For years, Doctors Without Borders has been protesting a series of murderous U.S. and NATO assaults on their hospitals including helicopter attacks, armed raids by U.S. troops, and terrorizing patients and staff. And, Doctors Without Borders has gone on record refusing to coordinate their work with the agenda of the U.S. (or anyone else) in Afghanistan. Instead, they have insisted their mission is to help desperate people in need of medical care. (“Afghanistan: A Return to Humanitarian Action”). The October 3 massacre of their hospital in Kunduz was a bloody message from the U.S. military that there is an open season on Doctors Without Borders.
The Pentagon’s statement accompanying the release of the April 29 report is a total whitewash. The U.S. military invented its own definition of war crimes and declared itself “innocent.” The U.S. military is burying the essential facts of what happened: that the U.S. by all accounts continued to bomb the hospital long after Doctors Without Borders reached U.S. commanders by phone demanding the bombing stop.
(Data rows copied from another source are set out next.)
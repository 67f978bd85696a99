// SPDX-License-Identifier: MPL-2.0
//! Drag state management
//!
//! Tracks a vertical grab-and-drag over the month list. The offset it
//! computes is virtual: it is not clamped to the scrollable range, so
//! pulling past the top yields negative values and pulling past the bottom
//! yields values beyond the maximum scroll. The overscroll detector needs
//! exactly that; the real scrollable only receives the clamped part.

use iced::Point;

/// Manages grab-and-drag state
#[derive(Debug, Clone, Default)]
pub struct DragState {
    /// Whether a drag operation is currently active
    pub is_dragging: bool,

    /// Position where the drag started
    pub start_position: Option<Point>,

    /// Vertical scroll offset when the drag started
    pub start_offset: Option<f32>,
}

impl DragState {
    /// Starts a drag operation
    pub fn start(&mut self, position: Point, offset_y: f32) {
        self.is_dragging = true;
        self.start_position = Some(position);
        self.start_offset = Some(offset_y);
    }

    /// Stops the drag operation
    pub fn stop(&mut self) {
        self.is_dragging = false;
        self.start_position = None;
        self.start_offset = None;
    }

    /// Unclamped offset for the cursor at `current_position`.
    ///
    /// Dragging the cursor down pulls the content down, so the offset
    /// decreases (and goes negative past the top).
    #[must_use]
    pub fn virtual_offset(&self, current_position: Point) -> Option<f32> {
        if !self.is_dragging {
            return None;
        }

        let start_pos = self.start_position?;
        let start_offset = self.start_offset?;

        Some(start_offset - (current_position.y - start_pos.y))
    }

    /// Offset to actually scroll the list to, clamped to `[0, max_scroll]`.
    #[must_use]
    pub fn scroll_offset(&self, current_position: Point, max_scroll: f32) -> Option<f32> {
        self.virtual_offset(current_position)
            .map(|offset| offset.clamp(0.0, max_scroll.max(0.0)))
    }
}
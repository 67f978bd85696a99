// SPDX-License-Identifier: MPL-2.0
//! Zoom state management
//!
//! A single continuous scalar, the unified height, drives both the discrete
//! display mode of the month grid and the continuous size multiplier used
//! inside a cell. Everything here is pure and allocation-free so the pinch
//! hot path can call it on every gesture frame.

pub use crate::config::{
    COMPACT_BASE_HEIGHT, DEFAULT_UNIFIED_HEIGHT, DETAILED_BASE_HEIGHT, DETAILED_THRESHOLD,
    MAX_UNIFIED_HEIGHT, MIN_UNIFIED_HEIGHT, STACKED_BASE_HEIGHT, STACKED_THRESHOLD,
};
use crate::config::{
    COMPACT_MULTIPLIER_MAX, COMPACT_MULTIPLIER_MIN, DETAILED_KNEE_HEIGHT, DETAILED_MULTIPLIER_KNEE,
    DETAILED_MULTIPLIER_MAX, DETAILED_MULTIPLIER_MIN, STACKED_MULTIPLIER_MAX,
    STACKED_MULTIPLIER_MIN,
};

/// Unified height, guaranteed to be within valid range (40–160).
///
/// This is the only zoom value that is stored; mode and multiplier are
/// always derived from it.
#[derive(Debug, Clone, Copy, PartialEq, PartialOrd)]
pub struct UnifiedHeight(f32);

impl UnifiedHeight {
    /// Creates a new unified height, clamping the value to the valid range.
    ///
    /// Non-finite input yields the default height.
    #[must_use]
    pub fn new(value: f32) -> Self {
        if value.is_finite() {
            Self(value.clamp(MIN_UNIFIED_HEIGHT, MAX_UNIFIED_HEIGHT))
        } else {
            Self::default()
        }
    }

    /// Accepts the value only if it is finite and already inside the range.
    #[must_use]
    pub fn try_new(value: f32) -> Option<Self> {
        (value.is_finite() && (MIN_UNIFIED_HEIGHT..=MAX_UNIFIED_HEIGHT).contains(&value))
            .then_some(Self(value))
    }

    /// Returns the raw value.
    #[must_use]
    pub fn value(self) -> f32 {
        self.0
    }

    /// Display mode band this height falls into.
    #[must_use]
    pub fn mode(self) -> DisplayMode {
        DisplayMode::of(self)
    }

    /// Multiplier for this height within its own mode.
    #[must_use]
    pub fn multiplier(self) -> f32 {
        size_multiplier(self, self.mode())
    }

    /// Snaps onto T1 or T2 when within `tolerance`, otherwise unchanged.
    ///
    /// A height exactly `tolerance` away from both (72 with the default
    /// tolerance) goes to T1.
    #[must_use]
    pub fn snapped(self, tolerance: f32) -> Self {
        [STACKED_THRESHOLD, DETAILED_THRESHOLD]
            .into_iter()
            .find(|threshold| (self.0 - threshold).abs() <= tolerance)
            .map_or(self, Self::new)
    }
}

impl Default for UnifiedHeight {
    fn default() -> Self {
        Self(DEFAULT_UNIFIED_HEIGHT)
    }
}

/// Clamps any proposed value into the unified height range.
#[must_use]
pub fn clamp(value: f32) -> UnifiedHeight {
    UnifiedHeight::new(value)
}

/// Density band of the month grid.
#[derive(Debug, Clone, Copy, PartialEq, Eq, PartialOrd, Ord, Hash, Default)]
pub enum DisplayMode {
    /// Day number plus item dots.
    Compact,
    /// Day number plus stacked item bars.
    #[default]
    Stacked,
    /// Day number plus titled item rows.
    Detailed,
}

impl DisplayMode {
    pub const ALL: [DisplayMode; 3] = [
        DisplayMode::Compact,
        DisplayMode::Stacked,
        DisplayMode::Detailed,
    ];

    /// Band of `height`: compact below T1, stacked in [T1, T2), detailed from T2.
    #[must_use]
    pub fn of(height: UnifiedHeight) -> Self {
        let h = height.value();
        if h < STACKED_THRESHOLD {
            DisplayMode::Compact
        } else if h < DETAILED_THRESHOLD {
            DisplayMode::Stacked
        } else {
            DisplayMode::Detailed
        }
    }

    /// Height a direct selection of this mode jumps to.
    #[must_use]
    pub fn base_height(self) -> UnifiedHeight {
        match self {
            DisplayMode::Compact => UnifiedHeight(COMPACT_BASE_HEIGHT),
            DisplayMode::Stacked => UnifiedHeight(STACKED_BASE_HEIGHT),
            DisplayMode::Detailed => UnifiedHeight(DETAILED_BASE_HEIGHT),
        }
    }

    /// Closed range the multiplier of this mode is clamped to.
    #[must_use]
    pub fn multiplier_range(self) -> (f32, f32) {
        match self {
            DisplayMode::Compact => (COMPACT_MULTIPLIER_MIN, COMPACT_MULTIPLIER_MAX),
            DisplayMode::Stacked => (STACKED_MULTIPLIER_MIN, STACKED_MULTIPLIER_MAX),
            DisplayMode::Detailed => (DETAILED_MULTIPLIER_MIN, DETAILED_MULTIPLIER_MAX),
        }
    }

    #[must_use]
    pub fn label(self) -> &'static str {
        match self {
            DisplayMode::Compact => "Compact",
            DisplayMode::Stacked => "Stacked",
            DisplayMode::Detailed => "Detailed",
        }
    }
}

/// Linear interpolation of `h` from `[h0, h1]` onto `[m0, m1]`, unclamped.
fn lerp(h: f32, (h0, m0): (f32, f32), (h1, m1): (f32, f32)) -> f32 {
    m0 + (h - h0) / (h1 - h0) * (m1 - m0)
}

/// Size multiplier of `height` under `mode`'s curve.
///
/// Every curve is defined over the whole height domain and clamped to the
/// mode's range, so it is continuous and non-decreasing everywhere.
#[must_use]
pub fn size_multiplier(height: UnifiedHeight, mode: DisplayMode) -> f32 {
    let h = height.value();
    let raw = match mode {
        DisplayMode::Compact => lerp(
            h,
            (MIN_UNIFIED_HEIGHT, COMPACT_MULTIPLIER_MIN),
            (STACKED_THRESHOLD, COMPACT_MULTIPLIER_MAX),
        ),
        DisplayMode::Stacked => lerp(
            h,
            (STACKED_THRESHOLD, STACKED_MULTIPLIER_MIN),
            (DETAILED_THRESHOLD, STACKED_MULTIPLIER_MAX),
        ),
        DisplayMode::Detailed if h < DETAILED_KNEE_HEIGHT => lerp(
            h,
            (DETAILED_THRESHOLD, DETAILED_MULTIPLIER_MIN),
            (DETAILED_KNEE_HEIGHT, DETAILED_MULTIPLIER_KNEE),
        ),
        DisplayMode::Detailed => lerp(
            h,
            (DETAILED_KNEE_HEIGHT, DETAILED_MULTIPLIER_KNEE),
            (MAX_UNIFIED_HEIGHT, DETAILED_MULTIPLIER_MAX),
        ),
    };
    let (lo, hi) = mode.multiplier_range();
    raw.clamp(lo, hi)
}

/// What the render layer sees: a committed height with its derived values.
#[derive(Debug, Clone, Copy, PartialEq)]
pub struct DisplaySnapshot {
    pub height: UnifiedHeight,
    pub mode: DisplayMode,
    pub multiplier: f32,
}

impl DisplaySnapshot {
    /// Snapshot with the mode derived from the height.
    #[must_use]
    pub fn of(height: UnifiedHeight) -> Self {
        Self::in_mode(height, height.mode())
    }

    /// Snapshot with the mode pinned (used while a release settles).
    #[must_use]
    pub fn in_mode(height: UnifiedHeight, mode: DisplayMode) -> Self {
        Self {
            height,
            mode,
            multiplier: size_multiplier(height, mode),
        }
    }
}

impl Default for DisplaySnapshot {
    fn default() -> Self {
        Self::of(UnifiedHeight::default())
    }
}

/// Live zoom scalar plus the mode remembered for haptic comparison.
#[derive(Debug, Clone, Default)]
pub struct ZoomModel {
    height: UnifiedHeight,
    mode_memory: DisplayMode,
}

impl ZoomModel {
    #[must_use]
    pub fn new(height: UnifiedHeight) -> Self {
        Self {
            height,
            mode_memory: height.mode(),
        }
    }

    /// Installs a value restored from storage.
    pub fn seed(&mut self, height: UnifiedHeight) {
        self.height = height;
        self.mode_memory = height.mode();
    }

    #[must_use]
    pub fn height(&self) -> UnifiedHeight {
        self.height
    }

    #[must_use]
    pub fn mode(&self) -> DisplayMode {
        self.height.mode()
    }

    #[must_use]
    pub fn multiplier(&self) -> f32 {
        self.height.multiplier()
    }

    /// Writes the live value. Does not touch the mode memory.
    pub fn set(&mut self, height: UnifiedHeight) {
        self.height = height;
    }

    /// Mode recorded at the last commit (direct selection or settled gesture).
    #[must_use]
    pub fn mode_memory(&self) -> DisplayMode {
        self.mode_memory
    }

    /// Updates the mode memory, returning whether it changed.
    pub fn remember_mode(&mut self, mode: DisplayMode) -> bool {
        let changed = self.mode_memory != mode;
        self.mode_memory = mode;
        changed
    }

    /// Jumps straight to `mode`'s base height.
    ///
    /// Returns true if the remembered mode changed.
    pub fn set_direct(&mut self, mode: DisplayMode) -> bool {
        self.height = mode.base_height();
        self.remember_mode(mode)
    }
}

#[cfg(test)]
mod tests {
    use super::*;
    use crate::test_utils::assert_abs_diff_eq;

    fn h(value: f32) -> UnifiedHeight {
        UnifiedHeight::new(value)
    }

    #[test]
    fn new_clamps_to_valid_range() {
        assert_eq!(h(0.0).value(), MIN_UNIFIED_HEIGHT);
        assert_eq!(h(1000.0).value(), MAX_UNIFIED_HEIGHT);
        assert_eq!(h(f32::NAN), UnifiedHeight::default());
        assert_eq!(h(f32::INFINITY), UnifiedHeight::default());
    }

    #[test]
    fn try_new_rejects_out_of_range() {
        assert!(UnifiedHeight::try_new(39.9).is_none());
        assert!(UnifiedHeight::try_new(160.1).is_none());
        assert!(UnifiedHeight::try_new(f32::NAN).is_none());
        assert_eq!(UnifiedHeight::try_new(72.5).map(UnifiedHeight::value), Some(72.5));
    }

    #[test]
    fn mode_bands_match_thresholds() {
        assert_eq!(h(40.0).mode(), DisplayMode::Compact);
        assert_eq!(h(63.99).mode(), DisplayMode::Compact);
        assert_eq!(h(64.0).mode(), DisplayMode::Stacked);
        assert_eq!(h(79.99).mode(), DisplayMode::Stacked);
        assert_eq!(h(80.0).mode(), DisplayMode::Detailed);
        assert_eq!(h(160.0).mode(), DisplayMode::Detailed);
    }

    #[test]
    fn mode_is_non_decreasing_step_function() {
        let mut previous = DisplayMode::of(h(MIN_UNIFIED_HEIGHT));
        let mut value = MIN_UNIFIED_HEIGHT;
        while value <= MAX_UNIFIED_HEIGHT {
            let mode = DisplayMode::of(h(value));
            assert!(mode >= previous, "mode went down at {value}");
            previous = mode;
            value += 0.25;
        }
    }

    #[test]
    fn multiplier_stays_in_mode_range() {
        let mut value = MIN_UNIFIED_HEIGHT;
        while value <= MAX_UNIFIED_HEIGHT {
            let height = h(value);
            let mode = height.mode();
            let (lo, hi) = mode.multiplier_range();
            let m = size_multiplier(height, mode);
            assert!((lo..=hi).contains(&m), "{m} out of {mode:?} range at {value}");
            value += 0.5;
        }
    }

    #[test]
    fn multiplier_endpoints() {
        assert_abs_diff_eq!(size_multiplier(h(40.0), DisplayMode::Compact), 1.0, epsilon = 1e-5);
        assert_abs_diff_eq!(size_multiplier(h(64.0), DisplayMode::Compact), 1.6, epsilon = 1e-5);
        assert_abs_diff_eq!(size_multiplier(h(64.0), DisplayMode::Stacked), 0.75, epsilon = 1e-5);
        assert_abs_diff_eq!(size_multiplier(h(80.0), DisplayMode::Stacked), 1.25, epsilon = 1e-5);
        assert_abs_diff_eq!(size_multiplier(h(80.0), DisplayMode::Detailed), 0.75, epsilon = 1e-5);
        assert_abs_diff_eq!(size_multiplier(h(100.0), DisplayMode::Detailed), 1.0, epsilon = 1e-5);
        assert_abs_diff_eq!(size_multiplier(h(160.0), DisplayMode::Detailed), 2.0, epsilon = 1e-5);
    }

    #[test]
    fn multiplier_is_continuous_across_thresholds() {
        for mode in DisplayMode::ALL {
            for threshold in [STACKED_THRESHOLD, DETAILED_THRESHOLD, DETAILED_KNEE_HEIGHT] {
                let below = size_multiplier(h(threshold - 0.001), mode);
                let above = size_multiplier(h(threshold + 0.001), mode);
                assert!((above - below).abs() < 0.01, "{mode:?} jumps at {threshold}");
            }
        }
    }

    #[test]
    fn multiplier_is_monotonic_for_every_curve() {
        for mode in DisplayMode::ALL {
            let mut previous = size_multiplier(h(MIN_UNIFIED_HEIGHT), mode);
            let mut value = MIN_UNIFIED_HEIGHT;
            while value <= MAX_UNIFIED_HEIGHT {
                let m = size_multiplier(h(value), mode);
                assert!(m >= previous, "{mode:?} decreases at {value}");
                previous = m;
                value += 0.5;
            }
        }
    }

    #[test]
    fn snapping_pulls_onto_nearby_threshold() {
        assert_eq!(h(62.0).snapped(8.0).value(), 64.0);
        assert_eq!(h(66.0).snapped(8.0).value(), 64.0);
        assert_eq!(h(87.9).snapped(8.0).value(), 80.0);
        assert_eq!(h(55.0).snapped(8.0).value(), 55.0);
        assert_eq!(h(100.0).snapped(8.0).value(), 100.0);
    }

    #[test]
    fn snapping_tie_between_thresholds_goes_to_stacked() {
        let snapped = h(72.0).snapped(crate::config::SNAP_TOLERANCE);
        assert_eq!(snapped.value(), STACKED_THRESHOLD);
        assert_eq!(snapped.mode(), DisplayMode::Stacked);
    }

    #[test]
    fn set_direct_jumps_to_base_and_reports_change() {
        let mut model = ZoomModel::new(h(64.0));
        assert!(model.set_direct(DisplayMode::Detailed));
        assert_eq!(model.height().value(), DETAILED_BASE_HEIGHT);
        assert_eq!(model.mode_memory(), DisplayMode::Detailed);

        assert!(!model.set_direct(DisplayMode::Detailed));
        assert!(model.set_direct(DisplayMode::Compact));
        assert_eq!(model.height().value(), MIN_UNIFIED_HEIGHT);
    }

    #[test]
    fn set_keeps_mode_memory() {
        let mut model = ZoomModel::new(h(64.0));
        model.set(h(120.0));
        assert_eq!(model.mode(), DisplayMode::Detailed);
        assert_eq!(model.mode_memory(), DisplayMode::Stacked);
    }

    #[test]
    fn pinned_snapshot_uses_pinned_curve() {
        let snapshot = DisplaySnapshot::in_mode(h(70.0), DisplayMode::Detailed);
        assert_eq!(snapshot.mode, DisplayMode::Detailed);
        assert_abs_diff_eq!(snapshot.multiplier, DETAILED_MULTIPLIER_MIN, epsilon = 1e-5);
    }
}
And there is no recognition that this crime was part of a whole pattern and policy of the U.S. and its allies in Afghanistan.
The U.S. refusal to cooperate with a credible independent inquiry as demanded by Doctors Without Borders is outrageous. Refusing to seriously punish anyone responsible is an insulting offense to the heroic medical workers, hospital staff, and patients who were murdered, and their loved ones. And as such, the Pentagon report and the whole U.S. response to charges of war crimes is essentially a green light for more U.S. war crimes.